◆ **Raw data**:
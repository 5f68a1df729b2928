//! Quorum CLI
//!
//! Starts the Quorum HTTP server.

use quorum_server::{config::ServerConfig, start_server, ServerError};
use std::env;
use std::process;

#[tokio::main]
async fn main() {
    if let Err(e) = run().await {
        eprintln!("Error: {}", e);
        process::exit(1);
    }
}

async fn run() -> Result<(), ServerError> {
    let args: Vec<String> = env::args().collect();

    if args.iter().skip(1).any(|a| a == "--help" || a == "-h") {
        print_help();
        return Ok(());
    }

    let config = ServerConfig::from_env()?;
    start_server(config).await
}

fn print_help() {
    println!("Quorum - decision cards from meeting transcripts");
    println!();
    println!("USAGE:");
    println!("    quorum");
    println!();
    println!("OPTIONS:");
    println!("    --help             Print this help message");
    println!();
    println!("ENVIRONMENT:");
    println!("    QUORUM_CONFIG        Path to a TOML config file");
    println!("    PORT                 Port to listen on (default: 8000)");
    println!("    QUORUM_STATIC_ROOT   Directory of static assets (default: public)");
    println!("    RUST_LOG             Log filter (default: info)");
    println!();
    println!("CONFIGURATION:");
    println!("    The TOML config file may contain:");
    println!("    - bind_address: IP address to bind (default: '127.0.0.1')");
    println!("    - port: Port number (default: 8000)");
    println!("    - static_root: Directory served for non-API paths");
    println!("    - [pipeline]: per-stage latencies in milliseconds");
    println!("    - [extractor]: confidence base, words_per_step, floor, ceiling");
    println!();
}
//! Quorum Storage Layer
//!
//! In-memory stores for one capture session: the field schema, the decision
//! cards built from it, and the comment log.
//!
//! # Architecture
//!
//! - [`FieldSchema`]: ordered field definitions shared by all cards
//! - [`CardStore`]: cards, newest first
//! - [`CommentLog`]: comments, newest first, append-only
//! - [`Board`]: owns all three, cascades schema changes into cards and
//!   notifies subscribers after every mutation
//!
//! Nothing is persisted; a board lives as long as its owner.
//!
//! # Examples
//!
//! ```
//! use quorum_store::{Board, BoardChange};
//! use quorum_domain::FieldType;
//!
//! let mut board = Board::new();
//! board.subscribe(|change: &BoardChange| println!("changed: {:?}", change));
//!
//! let card = board.create_empty_card();
//! let field = board.add_field("Priority", FieldType::Select, vec!["Low".into(), "High".into()]).unwrap();
//! assert!(board.cards().get(card).unwrap().has_field(field));
//! ```

#![warn(missing_docs)]

mod board;
mod cards;
mod comments;
mod error;
mod pointer;
mod schema;

pub use board::{Board, BoardChange, BoardSnapshot, SharedBoard};
pub use cards::{CardStore, AUTO_SOURCE_PREFIX};
pub use comments::CommentLog;
pub use error::StoreError;
pub use pointer::{PointerTracker, COMPONENTS};
pub use schema::FieldSchema;
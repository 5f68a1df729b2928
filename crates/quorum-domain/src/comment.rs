//! Comments captured during a review

use crate::{now_millis, CommentId};
use serde::{Deserialize, Serialize};

/// Tag used when a comment is not attached to a component
pub const DEFAULT_TAG: &str = "General";

/// An immutable, tagged note
#[derive(Debug, Clone, PartialEq, Eq, Serialize, Deserialize)]
pub struct Comment {
    /// Unique identifier
    pub id: CommentId,

    /// Comment body
    pub text: String,

    /// "General" or a component name
    pub tag: String,

    /// Creation time (milliseconds since Unix epoch)
    pub timestamp: u64,
}

impl Comment {
    /// Create a comment stamped with the current time
    pub fn new(text: impl Into<String>, tag: impl Into<String>) -> Self {
        Self {
            id: CommentId::new(),
            text: text.into(),
            tag: tag.into(),
            timestamp: now_millis(),
        }
    }
}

◆ **Exercise brief**: Print only these lines, please. They run from the start of the entries above to the line containing "if let Err(e)", both ends included, and must match exactly.

◆ **Written answer**:
repository 5f68a1df729b2928
//! Quorum CLI
//!
//! Starts the Quorum HTTP server.

use quorum_server::{config::ServerConfig, start_server, ServerError};
use std::env;
use std::process;

#[tokio::main]
async fn main() {
    if let Err(e) = run().await {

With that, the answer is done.